Your goal :: Scanning the entries below, copy every line that contains the word "Option".

Records contained in a dataset:
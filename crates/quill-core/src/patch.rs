//! Patch records and the patch generator extension point
//!
//! The engine decides *when* patches are generated (once per finalized
//! draft with a known path, or once per replaced root) and where they are
//! delivered. What a patch contains is up to the registered
//! [`PatchGenerator`].

use crate::draft::{Assignment, DraftHandle};
use crate::path::PatchPath;
use crate::value::{Node, NodeKind, PropKey, Value};
use indexmap::IndexMap;
use serde::{Deserialize, Serialize};

/// Patch operation
#[derive(Debug, Clone, Copy, PartialEq, Eq, Hash, Serialize, Deserialize)]
#[serde(rename_all = "lowercase")]
pub enum PatchOp {
    /// Key did not exist before
    Add,
    /// Key no longer exists
    Remove,
    /// Key holds a different value
    Replace,
}

/// One recorded change
#[derive(Debug, Clone, PartialEq, Serialize, Deserialize)]
pub struct Patch {
    /// What happened
    pub op: PatchOp,
    /// Where it happened, relative to the session root
    pub path: PatchPath,
    /// New value for `add` and `replace`
    #[serde(default, skip_serializing_if = "Option::is_none")]
    pub value: Option<Value>,
}

impl Patch {
    /// Addition at `path`
    #[must_use]
    pub fn add(path: PatchPath, value: impl Into<Value>) -> Self {
        Self {
            op: PatchOp::Add,
            path,
            value: Some(value.into()),
        }
    }

    /// Removal at `path`
    #[must_use]
    pub fn remove(path: PatchPath) -> Self {
        Self {
            op: PatchOp::Remove,
            path,
            value: None,
        }
    }

    /// Replacement at `path`
    #[must_use]
    pub fn replace(path: PatchPath, value: impl Into<Value>) -> Self {
        Self {
            op: PatchOp::Replace,
            path,
            value: Some(value.into()),
        }
    }
}

/// Finalized draft as seen by a patch generator
///
/// Captured after the draft's children were resolved, so `copy` holds
/// committed values rather than child drafts.
#[derive(Debug, Clone)]
pub struct DraftView {
    /// Draft being reported
    pub handle: DraftHandle,
    /// Container kind
    pub kind: NodeKind,
    /// Value before the session
    pub base: Value,
    /// Value after the session
    pub copy: Option<Node>,
    /// Per-key assignment record
    pub assigned: IndexMap<PropKey, Assignment>,
}

/// Diff generation plugin
pub trait PatchGenerator: Send + Sync {
    /// Record the changes of one finalized draft found at `path`
    fn generate_patches(
        &self,
        draft: &DraftView,
        path: &PatchPath,
        patches: &mut Vec<Patch>,
        inverse: &mut Vec<Patch>,
    );

    /// Record a whole-root replacement; `result` is `None` for an explicit drop
    fn generate_replacement_patches(
        &self,
        base: &Value,
        result: Option<&Value>,
        patches: &mut Vec<Patch>,
        inverse: &mut Vec<Patch>,
    );
}

#[cfg(test)]
mod tests {
    use super::*;

    #[test]
    fn constructors() {
        let path = PatchPath::root().child("a");
        assert_eq!(Patch::add(path.clone(), 1).op, PatchOp::Add);
        assert!(Patch::remove(path.clone()).value.is_none());
        assert_eq!(Patch::replace(path, "x").value, Some(Value::from("x")));
    }

    #[test]
    fn serializes_like_json_patch() {
        let patch = Patch::replace(PatchPath::root().child("done"), true);
        let json = serde_json::to_value(&patch).unwrap();
        assert_eq!(json, serde_json::json!({"op": "replace", "path": ["done"], "value": true}));

        let removal = serde_json::to_value(Patch::remove(PatchPath::root().child(0usize))).unwrap();
        assert_eq!(removal, serde_json::json!({"op": "remove", "path": [0]}));
    }
}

Exercise response ::
    #[serde(default, skip_serializing_if = "Option::is_none")]
    pub value: Option<Value>,
    pub copy: Option<Node>,
        result: Option<&Value>,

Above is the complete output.